17 mai : François Gaston Ged
(École polytechnique fédérale de Lausanne)
Introduction au Modèle de Moran avec sélection.
Abstract :
Je présenterai quelques modèles classiques de Génétique des Populations, à savoir le modèle de Moran (à taille fixée), le coalescent de Kingman décrivant sa généalogie ainsi que la diffusion de Wright-Fisher, obtenue comme limite d’échelle du modèle de Moran lorsque la taille de la population tend vers l’infini. Nous verrons comment cette limite est affectée lorsqu’un méchanisme de sélection faible est intégré au modèle de Moran bi-allélique. Nous comparerons ces résultats à ceux récents de Schweinsberg [1,2] qui étudie un modèle de Moran avec sélection forte. Dans ce cas, la généalogie est décrite par le coalescent de Bolthausen-Sznitman. Je présenterai alors une sophistication du modèle étudié par Schweinsberg qui incluera un méchanisme de sélection faible en plus, et je décrirai la limite d’échelle de ce processus.
Bien que l’exposé sera principalement introductif, je garderai du temps pour les questions techniques.
[1] Rigorous results for a population model with selection I : evolution of the fitness distribution. Electron. J. Probab. 22 (2017), no. 37, 1-94. Paper
[2] Rigorous results for a population model with selection II : genealogy of the population. Electron. J. Probab. 22 (2017), no. 38, 1-54. Paper
10 mai : Paul Thévenin
(Université d’Uppsala)
Arbres, laminations et fragmentations aléatoires.
Abstract :
Les processus de fragmentation décrivent l’évolution d’un objet qui se scinde au cours du temps en objets de masses plus petites. Dans le cas d’un arbre, cela consiste à effacer ses arêtes l’une après l’autre, et à considérer les tailles des composantes connexes ainsi définies.
J’exposerai des résultats récents concernant le comportement asymptotique de ce processus, lorsque l’arbre et l’ordre dans lequel on efface ses arêtes sont aléatoires.
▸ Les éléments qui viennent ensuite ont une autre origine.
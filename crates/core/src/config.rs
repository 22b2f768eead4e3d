use std::fs;
use std::path::{Path, PathBuf};

use anyhow::{Context, Result};
use serde::{Deserialize, Serialize};

/// File name looked up in the working directory when no config is passed.
pub const DEFAULT_CONFIG_FILE: &str = ".pseudogrep.json";

/// Default number of context lines shown around highlighted nodes.
pub const DEFAULT_CONTEXT_LINES: usize = 5;

/// Configured tool paths for host backends.
#[derive(Debug, Clone, Default, PartialEq, Eq, Serialize, Deserialize)]
pub struct BackendPaths {
    /// Path to the rizin executable.
    #[serde(default, skip_serializing_if = "Option::is_none")]
    pub rizin: Option<String>,
    /// rizin command producing pseudocode for the function at the current seek
    /// (`pdg` needs rz-ghidra; `pdc` is built in).
    #[serde(default, skip_serializing_if = "Option::is_none")]
    pub rizin_decompile_command: Option<String>,
}

/// Serializable search configuration.
///
/// Every field has a default so a partial file is valid. Command-line flags
/// take precedence over anything set here.
#[derive(Debug, Clone, PartialEq, Eq, Serialize, Deserialize)]
pub struct SearchConfig {
    /// Schema/config version. This is about the config format, not the tool version.
    #[serde(default = "default_config_version")]
    pub config_version: String,
    /// Backend used when none is given on the command line.
    #[serde(default, skip_serializing_if = "Option::is_none")]
    pub default_backend: Option<String>,
    #[serde(default)]
    pub backends: BackendPaths,
    /// Context lines printed before each highlighted line.
    #[serde(default = "default_context_lines")]
    pub before: usize,
    /// Context lines printed after each highlighted line.
    #[serde(default = "default_context_lines")]
    pub after: usize,
    /// Worker threads used for matching; 1 keeps the search sequential.
    #[serde(default = "default_jobs")]
    pub jobs: usize,
    /// Parse patterns and pseudocode as C++.
    #[serde(default)]
    pub cpp: bool,
}

fn default_config_version() -> String {
    "0.1.0".to_string()
}

fn default_context_lines() -> usize {
    DEFAULT_CONTEXT_LINES
}

fn default_jobs() -> usize {
    1
}

impl Default for SearchConfig {
    fn default() -> Self {
        Self {
            config_version: default_config_version(),
            default_backend: None,
            backends: BackendPaths::default(),
            before: DEFAULT_CONTEXT_LINES,
            after: DEFAULT_CONTEXT_LINES,
            jobs: default_jobs(),
            cpp: false,
        }
    }
}

/// Load a config file, picking YAML or JSON from the extension.
pub fn load_config(path: &Path) -> Result<SearchConfig> {
    let body = fs::read_to_string(path)
        .with_context(|| format!("Failed to read config at {}", path.display()))?;
    if is_yaml_path(path) {
        serde_yaml::from_str(&body).context("Failed to parse config YAML")
    } else {
        serde_json::from_str(&body).context("Failed to parse config JSON")
    }
}

/// Resolve the config to use: an explicit path must exist, otherwise
/// `.pseudogrep.json` under `dir` is used when present, else defaults.
pub fn discover_config(explicit: Option<&Path>, dir: &Path) -> Result<SearchConfig> {
    if let Some(path) = explicit {
        return load_config(path);
    }
    let candidate: PathBuf = dir.join(DEFAULT_CONFIG_FILE);
    if candidate.is_file() {
        log::debug!("using config {}", candidate.display());
        load_config(&candidate)
    } else {
        Ok(SearchConfig::default())
    }
}

pub(crate) fn is_yaml_path(path: &Path) -> bool {
    matches!(path.extension().and_then(|e| e.to_str()), Some("yaml") | Some("yml"))
}

#[cfg(test)]
mod tests {
    use super::*;

    #[test]
    fn partial_json_uses_defaults() {
        let cfg: SearchConfig = serde_json::from_str(r#"{"jobs": 4}"#).unwrap();
        assert_eq!(cfg.jobs, 4);
        assert_eq!(cfg.before, DEFAULT_CONTEXT_LINES);
        assert_eq!(cfg.config_version, "0.1.0");
        assert!(cfg.backends.rizin.is_none());
    }

    #[test]
    fn yaml_extension_detection() {
        assert!(is_yaml_path(Path::new("cfg.yml")));
        assert!(is_yaml_path(Path::new("cfg.yaml")));
        assert!(!is_yaml_path(Path::new("cfg.json")));
    }
}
Grâce à un codage de ce processus par un ensemble de cordes du disque unité, j’expliquerai également un lien entre la fragmentation d’un arbre et un modèle de permutations.
3 mai : Chifaa Dahik
(FEMTO, Univ. Bougogne Franche-Comté)
Robust Shortest Path Problem in presence of uncertainty
Abstract :
We address a specific class of combinatorial problems with correlated cost coefficients belonging to an ellipsoidal uncertainty set. An absolute robust problem in these settings is a well-known NP-Hard problem. To tackle this problem, we propose a heuristic approach based on the Frank-Wolfe (FW) algorithm. In our approach, we take a radically different perspective on FW by looking at the exploration power of the integer inner iterates of the method. Experimental tests have been realized for the robust shortest path problem. Comparisons with the optimal solution given by the mixed integer second order cone programming solver of CPLEX have also been provided. Our findings are illustrated by comprehensive numerical experiments.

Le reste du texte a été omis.